From a Photo. by Elliott & Fry.

Poor Mrs. Carlyle! She suffered from heart disease. Even when she heard that her husband had made his successful oration as Lord Rector of Edinburgh University she fainted. The circumstances surrounding her death, too, are both painful and tragic. Whilst out in her carriage her little pet dog contrived to get out and was run over. The coachman drove on and on, until at last, receiving no orders, he looked in at the carriage. Whether it was the shock or not will never be known, but his mistress lay there dead.

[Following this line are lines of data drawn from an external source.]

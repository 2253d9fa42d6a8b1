//! osdex TUI — ratatui application shell.

use std::sync::mpsc;

use osdex_core::config::Config;
use osdex_core::loader::{self, AnySource, LoadError};
use osdex_core::types::ServiceOrder;

pub mod app;
pub mod event;
pub mod theme;
pub mod widgets;

pub use app::App;

/// What the background fetch delivers to the event loop.
pub type LoadOutcome = (Vec<ServiceOrder>, Option<LoadError>);

/// Load config, start the background fetch, and run the TUI.
pub fn run() -> anyhow::Result<()> {
    let config = Config::load().unwrap_or_else(|_| Config::defaults());
    let theme = theme::Theme::load_default();
    let load_rx = spawn_loader(&config);
    App::new(config, theme, load_rx).run()
}

/// Spawn the one-shot data fetch on a background thread and return the
/// channel the event loop polls for its outcome.
///
/// The fetch is the only asynchronous step in the program, so it gets a
/// private current-thread runtime instead of putting the whole UI behind
/// one. If even the runtime fails to start, the thread falls back to the
/// embedded dataset — same policy as any other load failure.
fn spawn_loader(config: &Config) -> mpsc::Receiver<LoadOutcome> {
    let source = AnySource::from_config(&config.data);
    let (tx, rx) = mpsc::channel();
    std::thread::spawn(move || {
        let outcome = match tokio::runtime::Builder::new_current_thread()
            .enable_all()
            .build()
        {
            Ok(runtime) => runtime.block_on(loader::load_or_fallback(&source)),
            Err(err) => {
                tracing::warn!(%err, "failed to start fetch runtime; using fallback data");
                (
                    loader::fallback_orders(),
                    Some(LoadError::Transport(err.to_string())),
                )
            }
        };
        // The receiver may already be gone if the user quit immediately.
        let _ = tx.send(outcome);
    });
    rx
}
//! osdex-core — service-order lookup core.
//!
//! This crate holds everything below the presentation layer: the record
//! types, the loader that fetches and validates the JSON resource, the
//! store that owns the published dataset, and the matcher that filters it.
//!
//! # Architecture
//!
//! ```text
//! Loader ──► Store ──► Search ──► UI
//! ```
//!
//! The loader runs exactly once per process and is the only asynchronous
//! step. Every search is a synchronous pass over the dataset the store
//! published; the UI reads from the store, never from the loader directly.

pub mod clipboard;
pub mod config;
pub mod loader;
pub mod normalizer;
pub mod search;
pub mod store;
pub mod synonyms;
pub mod types;

pub use loader::LoadError;
pub use search::SearchError;
pub use store::{LoadState, Store};
pub use types::{Field, ServiceOrder};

Carlyle lies buried with his own people at Ecclefechan, whilst his wife rests by the side of her father at Haddington.

Still the name of Carlyle hovers about the dinner table, and Mrs. Blackie contributes her story about him thus:—

"One day," said Mrs. Blackie, "I went to call on Mrs. Carlyle. It was in the afternoon of a very, very hot day. I was just saying goodbye, when it suddenly occurred to me to ask—referring of course to her husband,'May I see the great man?' Mrs. Carlyle took me down some dark kitchen stairs, and there, in a corner, with his trousers drawn up to his knees, sat Carlyle on a chair, with his feet and legs in a great tub of cold water!"

If that little luncheon party was responsible for nothing more, it will be memorable for one thing. It was the scene of the denial of the accuracy of probably one of the most famous anecdotes told of any man. Who has not heard the story? Dr. Stodart Walker related it once again. It is to the effect that one day Professor Blackie caused a notice to be written on the black-board of the class-room, stating that "Professor Blackie will not meet his classes to-day." The story continues that a wag of a student, entering soon after, very unkindly rubbed off the letter c. Still furthermore, so runs the anecdote, the Professor himself entered, and seeing the obliteration of the c, immediately proceeded to wipe out the l!


Bust of Professor Blackie as a young man.

"It's not true! it's not true!" exclaimed Professor Blackie, dramatically, rising from his chair and striking his fist on the table.

"But, my dear,' said Mrs. Blackie, merrily, "it's just what you would have done," and the Professor crossed to his wife, and putting his arms about her neck, kissed her. Then he cried vigorously, as he looked out at 'the weather,' "It's going to be a beautiful afternoon. I'll go out—I'll go out!" In five minutes the blue dressing-gown with the red silk sash, the Panama straw hat, have been cast aside, and the Professor appears in a black frock coat with his plaid cast round him, and a large broad-brimmed black felt hat. on his head. We are standing at the door. "Oh," says the Professor, light-heartedly, as he selects one of the twenty walking-sticks, "I still do my three or four miles a day. But there were times when I lived at Oban, when I would go off for a fortnight's walk on what I used to call 'The One Shirt Expedition.' Why, there's not a high mountain in Scotland that I have not been to the top of, and I've no doubt but that I could do one now—with a rest by the way." We left the house together.Harry How.